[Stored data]
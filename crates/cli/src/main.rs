// SPDX-License-Identifier: MIT
// Copyright (c) 2026 Alfred Jean LLC

use std::path::Path;

use clap::Parser;
use tracing_subscriber::EnvFilter;

use occurs::cli::{Cli, Command};
use occurs::config::{self, Config, ConfigError};
use occurs::discovery;
use occurs::error::ExitCode;
use occurs::generate::GenerateError;

mod cmd_generate;
mod cmd_search;

/// Environment variable holding the tracing filter.
const LOG_ENV: &str = "OCCURS_LOG";

fn main() -> std::process::ExitCode {
    let cli = Cli::parse();
    init_logging();

    match run(&cli) {
        Ok(code) => code.into(),
        Err(err) => {
            eprintln!("occurs: {:#}", err);
            let code = if is_config_error(&err) {
                ExitCode::ConfigError
            } else {
                ExitCode::InternalError
            };
            code.into()
        }
    }
}

/// Errors caused by configuration values rather than by the environment.
fn is_config_error(err: &anyhow::Error) -> bool {
    err.downcast_ref::<ConfigError>().is_some() || err.downcast_ref::<GenerateError>().is_some()
}

fn run(cli: &Cli) -> anyhow::Result<ExitCode> {
    let cwd = std::env::current_dir()?;
    let config = load_config(cli.config.as_deref(), &cwd)?;

    match &cli.command {
        Command::Search(args) => cmd_search::run(cli, args, &config),
        Command::Generate(args) => cmd_generate::run(cli, args, &config),
    }
}

/// Load the explicit config file, or discover one from `cwd`.
fn load_config(explicit: Option<&Path>, cwd: &Path) -> Result<Config, ConfigError> {
    match explicit.map(|p| cwd.join(p)).or_else(|| discovery::find_config(cwd)) {
        Some(path) => config::load_with_warnings(&path),
        None => Ok(Config::default()),
    }
}

fn init_logging() {
    let filter = EnvFilter::try_from_env(LOG_ENV).unwrap_or_else(|_| EnvFilter::new("warn"));
    tracing_subscriber::fmt().with_env_filter(filter).with_writer(std::io::stderr).init();
}
// SPDX-License-Identifier: MIT
// Copyright (c) 2026 Alfred Jean LLC

//! Config file discovery.
//!
//! Walks from the current directory up to the git root looking for occurs.toml.

use std::path::{Path, PathBuf};

/// Config file name looked up in each directory.
pub const CONFIG_FILE: &str = "occurs.toml";

/// Find occurs.toml starting from `start_dir` and walking up to git root.
pub fn find_config(start_dir: &Path) -> Option<PathBuf> {
    let mut current = start_dir;

    loop {
        let config_path = current.join(CONFIG_FILE);
        if config_path.is_file() {
            return Some(config_path);
        }

        if current.join(".git").exists() {
            return None;
        }

        current = current.parent()?;
    }
}

#[cfg(test)]
#[path = "discovery_tests.rs"]
mod tests;
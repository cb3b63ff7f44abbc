// SPDX-License-Identifier: MIT
// Copyright (c) 2026 Alfred Jean LLC

//! Centralized default values for configuration.
//!
//! Individual config structs delegate to these constants via their `default_*` methods.

/// Default record store location and layout.
pub mod data {
    /// Default CSV path, relative to the working directory.
    pub const PATH: &str = "wwwroot/Testing.csv";

    /// Default header of the record identifier column.
    pub const ID_COLUMN: &str = "Id";

    /// Default header of the searchable text column.
    pub const VALUE_COLUMN: &str = "Value";
}

/// Default record generation parameters.
pub mod generate {
    /// Number of records written by `occurs generate`.
    pub const COUNT: usize = 100_000;

    /// Characters per generated value.
    pub const LENGTH: usize = 1000;

    /// Characters drawn from when generating values.
    pub const ALPHABET: &str = "AaBbCcDdEeFfGgHhIiJjKkLlMmNnOoPpQqRrSsTtUuVvWwXxYyZz0123456789 ";
}

/// Default search behavior.
pub mod search {
    /// Keywords match regardless of case.
    pub const IGNORE_CASE: bool = true;
}
// SPDX-License-Identifier: MIT
// Copyright (c) 2026 Alfred Jean LLC

//! Single-pattern occurrence counter.
//!
//! Right-to-left comparison at each alignment, with skips driven by a
//! last-occurrence (bad character) table:
//! - On mismatch: align the bad character with its rightmost pattern position,
//!   never shifting by less than one.
//! - On a full match: align the character just past the match with its
//!   rightmost pattern position. Shifts shorter than the pattern let
//!   overlapping occurrences be counted.

use std::collections::HashMap;

/// Case-fold text the same way for patterns and haystacks.
///
/// Lowercases one character at a time, so the result never depends on
/// neighboring characters (`Σ` is always `σ`, even at the end of a word).
pub fn fold_case(text: &str) -> String {
    text.chars().flat_map(char::to_lowercase).collect()
}

/// A preprocessed search pattern that counts its occurrences in text.
///
/// Immutable after construction, so one matcher can be shared across threads.
#[derive(Debug, Clone)]
pub struct PatternMatcher {
    /// Pattern as stored (folded when `ignore_case`).
    pattern: String,
    /// Pattern characters, indexed by position.
    chars: Vec<char>,
    /// Rightmost index of each character in `chars`.
    last_occurrence: HashMap<char, usize>,
    ignore_case: bool,
}

impl PatternMatcher {
    /// Build a matcher for `pattern`.
    ///
    /// With `ignore_case`, only the folded pattern is kept.
    pub fn new(pattern: &str, ignore_case: bool) -> Self {
        let pattern = if ignore_case { fold_case(pattern) } else { pattern.to_string() };
        let chars: Vec<char> = pattern.chars().collect();
        let last_occurrence = build_last_occurrence(&chars);

        Self { pattern, chars, last_occurrence, ignore_case }
    }

    /// Build a case-insensitive matcher.
    pub fn ignoring_case(pattern: &str) -> Self {
        Self::new(pattern, true)
    }

    /// The stored pattern (folded when case is ignored).
    pub fn pattern(&self) -> &str {
        &self.pattern
    }

    pub fn ignore_case(&self) -> bool {
        self.ignore_case
    }

    /// Pattern length in characters.
    pub fn len(&self) -> usize {
        self.chars.len()
    }

    pub fn is_empty(&self) -> bool {
        self.chars.is_empty()
    }

    /// Rightmost index of `c` in the stored pattern, if present.
    pub fn last_occurrence(&self, c: char) -> Option<usize> {
        self.last_occurrence.get(&c).copied()
    }

    /// Count every alignment at which the pattern fully matches `text`.
    ///
    /// Overlapping occurrences are counted: `"aa"` occurs 3 times in `"aaaa"`.
    /// An empty pattern never matches.
    pub fn count_occurrences(&self, text: &str) -> usize {
        if self.chars.is_empty() {
            return 0;
        }

        let text: Vec<char> = if self.ignore_case {
            fold_case(text).chars().collect()
        } else {
            text.chars().collect()
        };

        self.count_in(&text)
    }

    fn count_in(&self, text: &[char]) -> usize {
        let m = self.chars.len();
        let n = text.len();
        let mut count = 0;
        let mut start = 0;

        while start + m <= n {
            // Scan right to left; `j` is one past the index being compared.
            let mut j = m;
            while j > 0 && self.chars[j - 1] == text[start + j - 1] {
                j -= 1;
            }

            if j == 0 {
                count += 1;
                start += if start + m < n {
                    match self.last_occurrence(text[start + m]) {
                        Some(last) => m - last,
                        None => 1,
                    }
                } else {
                    1
                };
            } else {
                let bad = j - 1;
                start += match self.last_occurrence(text[start + bad]) {
                    // Last occurrence right of `bad` would shift backwards.
                    Some(last) => bad.saturating_sub(last).max(1),
                    None => bad + 1,
                };
            }
        }

        count
    }
}

/// Map each character to its rightmost index; later positions overwrite.
fn build_last_occurrence(chars: &[char]) -> HashMap<char, usize> {
    chars.iter().enumerate().map(|(i, &c)| (c, i)).collect()
}

#[cfg(test)]
#[path = "matcher_tests.rs"]
mod tests;
// SPDX-License-Identifier: MIT
// Copyright (c) 2026 Alfred Jean LLC

//! Process exit codes.

/// Exit codes reported by the `occurs` binary.
#[derive(Debug, Clone, Copy, PartialEq, Eq)]
pub enum ExitCode {
    /// Command completed (search found at least one hit).
    Success = 0,
    /// Search completed without any hits.
    NoMatches = 1,
    /// Configuration or argument error.
    ConfigError = 2,
    /// Unexpected failure (I/O, malformed data).
    InternalError = 3,
}

impl From<ExitCode> for std::process::ExitCode {
    fn from(code: ExitCode) -> Self {
        std::process::ExitCode::from(code as u8)
    }
}
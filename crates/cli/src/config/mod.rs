// SPDX-License-Identifier: MIT
// Copyright (c) 2026 Alfred Jean LLC

//! Configuration loading for `occurs.toml`.
//!
//! Every field is optional. Command-line flags override what is loaded here.

pub mod defaults;

use std::path::{Path, PathBuf};

use serde::Deserialize;
use thiserror::Error;

/// Supported config schema version.
pub const CONFIG_VERSION: u32 = 1;

/// Keys recognized in `occurs.toml`, with the keys recognized inside each table.
const KNOWN_KEYS: &[(&str, &[&str])] = &[
    ("version", &[]),
    ("data", &["path", "id_column", "value_column"]),
    ("search", &["ignore_case"]),
    ("generate", &["count", "length", "alphabet"]),
];

/// Errors raised while loading configuration.
#[derive(Debug, Error)]
pub enum ConfigError {
    #[error("failed to read config {}: {source}", path.display())]
    Io {
        path: PathBuf,
        #[source]
        source: std::io::Error,
    },

    #[error("invalid config {}: {source}", path.display())]
    Parse {
        path: PathBuf,
        #[source]
        source: toml::de::Error,
    },

    #[error(
        "unsupported config version {version} in {} (expected {})",
        path.display(),
        CONFIG_VERSION
    )]
    UnsupportedVersion { path: PathBuf, version: u32 },

    #[error("{field} must name a column")]
    EmptyColumn { field: &'static str },
}

/// Parsed `occurs.toml`.
#[derive(Debug, Clone, Deserialize)]
#[serde(default)]
pub struct Config {
    /// Schema version.
    pub version: u32,

    /// Record store settings.
    pub data: DataConfig,

    /// Search settings.
    pub search: SearchConfig,

    /// Record generation settings.
    pub generate: GenerateConfig,
}

impl Default for Config {
    fn default() -> Self {
        Self {
            version: CONFIG_VERSION,
            data: DataConfig::default(),
            search: SearchConfig::default(),
            generate: GenerateConfig::default(),
        }
    }
}

/// Location and column layout of the CSV record store.
#[derive(Debug, Clone, Deserialize)]
#[serde(default)]
pub struct DataConfig {
    /// CSV file holding the records.
    pub path: PathBuf,

    /// Header of the identifier column.
    pub id_column: String,

    /// Header of the searchable text column.
    pub value_column: String,
}

impl Default for DataConfig {
    fn default() -> Self {
        Self {
            path: PathBuf::from(defaults::data::PATH),
            id_column: defaults::data::ID_COLUMN.to_string(),
            value_column: defaults::data::VALUE_COLUMN.to_string(),
        }
    }
}

/// Search settings.
#[derive(Debug, Clone, Deserialize)]
#[serde(default)]
pub struct SearchConfig {
    /// Match keywords regardless of case.
    pub ignore_case: bool,
}

impl Default for SearchConfig {
    fn default() -> Self {
        Self { ignore_case: defaults::search::IGNORE_CASE }
    }
}

/// Record generation settings.
#[derive(Debug, Clone, Deserialize)]
#[serde(default)]
pub struct GenerateConfig {
    /// Number of records to write.
    pub count: usize,

    /// Characters per value.
    pub length: usize,

    /// Characters to draw values from.
    pub alphabet: String,
}

impl Default for GenerateConfig {
    fn default() -> Self {
        Self {
            count: defaults::generate::COUNT,
            length: defaults::generate::LENGTH,
            alphabet: defaults::generate::ALPHABET.to_string(),
        }
    }
}

/// Parse config content. `path` is used for error messages only.
pub fn parse(content: &str, path: &Path) -> Result<Config, ConfigError> {
    let config: Config = toml::from_str(content)
        .map_err(|source| ConfigError::Parse { path: path.to_path_buf(), source })?;
    validate(&config, path)?;
    Ok(config)
}

/// Load a config file, printing a warning for each unknown key.
///
/// A relative `data.path` is resolved against the directory holding the
/// config file, so the same store is found from any working directory.
pub fn load_with_warnings(path: &Path) -> Result<Config, ConfigError> {
    let content = read(path)?;
    for key in unknown_keys(&content) {
        eprintln!("occurs: warning: unknown key `{}` in {}", key, path.display());
    }
    let mut config = parse(&content, path)?;
    if let Some(dir) = path.parent() {
        config.data.path = dir.join(&config.data.path);
    }
    tracing::debug!("loaded config from {}", path.display());
    Ok(config)
}

/// Keys not recognized by this version, as dotted paths (`search.ignorecase`).
///
/// Content that fails to parse yields no keys; `parse` reports the error.
pub fn unknown_keys(content: &str) -> Vec<String> {
    let Ok(table) = toml::from_str::<toml::Table>(content) else {
        return Vec::new();
    };

    let mut unknown = Vec::new();
    for (key, value) in &table {
        let Some((_, nested)) = KNOWN_KEYS.iter().find(|(known, _)| *known == key.as_str()) else {
            unknown.push(key.clone());
            continue;
        };
        // A non-table value here is a type error, left to `parse`.
        if let toml::Value::Table(section) = value {
            unknown.extend(
                section
                    .keys()
                    .filter(|inner| !nested.contains(&inner.as_str()))
                    .map(|inner| format!("{key}.{inner}")),
            );
        }
    }
    unknown
}

fn read(path: &Path) -> Result<String, ConfigError> {
    std::fs::read_to_string(path)
        .map_err(|source| ConfigError::Io { path: path.to_path_buf(), source })
}

fn validate(config: &Config, path: &Path) -> Result<(), ConfigError> {
    if config.version != CONFIG_VERSION {
        return Err(ConfigError::UnsupportedVersion {
            path: path.to_path_buf(),
            version: config.version,
        });
    }
    if config.data.id_column.is_empty() {
        return Err(ConfigError::EmptyColumn { field: "data.id_column" });
    }
    if config.data.value_column.is_empty() {
        return Err(ConfigError::EmptyColumn { field: "data.value_column" });
    }
    Ok(())
}

#[cfg(test)]
#[path = "mod_tests.rs"]
mod tests;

--- WHAT TO DO ---
Find the lines in the records that contain the word "while", then copy every one of them.

--- WRITTEN REPLY ---
        while start + m <= n {
            while j > 0 && self.chars[j - 1] == text[start + j - 1] {
/// Errors raised while loading configuration.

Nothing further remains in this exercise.